The Hanslick Rebellion is a rock group like they don't make 'em any more. Formed in Albany, NY in 1995 by a couple of teenagers—keyboardist Jed Davis and bassist Mike Keaney—the band rocketed though an immensely successful two-year run in upstate New York, performing its singular brand of brash, honest, visceral-yet-thoughtful rock and roll in front of thousands in the region. They recorded one album, a scorching live tape called the rebellion is here. Then they did what teenage rockers do: flame out. The Rebellion ended in April of 1997 and its two founders didn't speak for the better part of a decade.

But ten years later, the four members of The Hanslick Rebellion found themselves face-to-face once again, instruments in hand, 200 miles south of the band's birthplace—at a rehearsal studio in New York City. There had been other bands for the H-Rebels since 1997: Collider, Provan, Citizen Fury, Rhythm Ritual. There had been session success: Jessica Simpson, The Deuce Project, Bandcamp. There had been songwriting credits: tunes recorded by Daniel Johnston, King Missile, the surviving Ramones. But neither Jed nor Mike, nor guitarist Alex Dubovoy and drummer Mike Kearns, felt like they had ever approached the power and passion they once generated together. After a series of chance meetings, they agreed to put all the old baggage aside and just jam. One time.


Once felt good enough to try twice. Twice became a weekly thing. Weekly sessions made the band tighter and hotter than ever before. And one show—a packed and rabid house at CBGB on the 10th anniversary of the Rebellion's first gig—was enough to solidify the unit. The rock group that Metroland critic J. Eric Smith hailed as "possibly the finest band to ever call Albany home" has returned to finish some business. And it's business of the noblest kind:

The Rebellion takes its name from Eduard Hanslick, a 19th-Century music critic of the Vienna Neue Freie Presse. A feared writer whose opinion could make or break a composer's career, Hanslick was responsible for such gems as, "Tchaikovsky's Violin Concerto brings to us for the first time the horrid idea that there may be music that stinks in the ear."

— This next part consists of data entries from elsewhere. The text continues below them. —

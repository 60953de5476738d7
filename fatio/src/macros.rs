// SPDX-License-Identifier: MIT

/// Implements little-endian read/write accessors for primitive types on BlockIO.
#[macro_export]
macro_rules! blockio_impl_primitive_rw {
    ($($ty:ty),+ $(,)?) => {
        $(
            paste::paste! {
                #[inline(always)]
                fn [<write_ $ty _at>](&mut self, offset: u64, value: $ty) -> BlockIOResult {
                    let buf = value.to_le_bytes();
                    self.write_at(offset, &buf)
                }

                #[inline(always)]
                fn [<read_ $ty _at>](&mut self, offset: u64) -> BlockIOResult<$ty> {
                    let mut buf = [0u8; core::mem::size_of::<$ty>()];
                    self.read_at(offset, &mut buf)?;
                    Ok(<$ty>::from_le_bytes(buf))
                }
            }
        )+
    };
}
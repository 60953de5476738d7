// SPDX-License-Identifier: MIT

/// Trait implemented by each FS-specific Meta structure.
/// Provides access to static metadata needed while checking a volume.
pub trait FsMeta<Unit: Ord + Copy> {
    /// Size of one allocation unit in bytes.
    fn unit_size(&self) -> usize;

    /// Compute the offset (in bytes) on disk corresponding to a given allocation unit.
    fn unit_offset(&self, unit: Unit) -> u64;

    /// Root unit (root cluster), when the root lives in the unit heap.
    fn root_unit(&self) -> Unit;

    /// First valid data unit.
    fn first_data_unit(&self) -> Unit;

    /// Last valid data unit.
    fn last_data_unit(&self) -> Unit;

    /// Total number of addressable units.
    fn total_units(&self) -> usize;

    /// Total size in bytes of the FS.
    fn size_bytes(&self) -> u64;

    /// Check if a given unit is valid for this FS.
    fn is_valid_unit(&self, unit: Unit) -> bool {
        unit >= self.first_data_unit() && unit <= self.last_data_unit()
    }
}
// SPDX-License-Identifier: MIT

bitflags::bitflags! {
    #[derive(Debug, Clone, Copy, PartialEq, Eq)]
    pub struct FatAttributes: u8 {
        const READ_ONLY = 0x01;
        const HIDDEN    = 0x02;
        const SYSTEM    = 0x04;
        const VOLUME_ID = 0x08;
        const DIRECTORY = 0x10;
        const ARCHIVE   = 0x20;
        const LFN       = 0x0F;
    }
}

impl FatAttributes {
    /// Attributes for recovery folders and the report log file.
    #[inline]
    pub fn hidden_system() -> Self {
        FatAttributes::HIDDEN | FatAttributes::SYSTEM
    }
}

As Gen-X kids pimping out the ideology of the band they might become, Keaney and Davis would sit in Denny's and rant until the wee hours about how Hanslick's "rebellion" against musical excess should be revived to bring back rock and roll in its purest form, to strip away the decadence and the bullshit.

There has never been more decadent bullshit in music than we've got right now. So consider yourself lucky that the Rebellion has refused to grow up or give up. Consider yourself lucky that the Rebellion is here—to write great songs and play them all fuckin night.


Rebellion links

Listen to The Hanslick Rebellion at PureVolume.com    

"Let's Get To The Fucking" single

American Apparel t-shirt + download [details]

the rebellion is here.

Full-length CD + download [details]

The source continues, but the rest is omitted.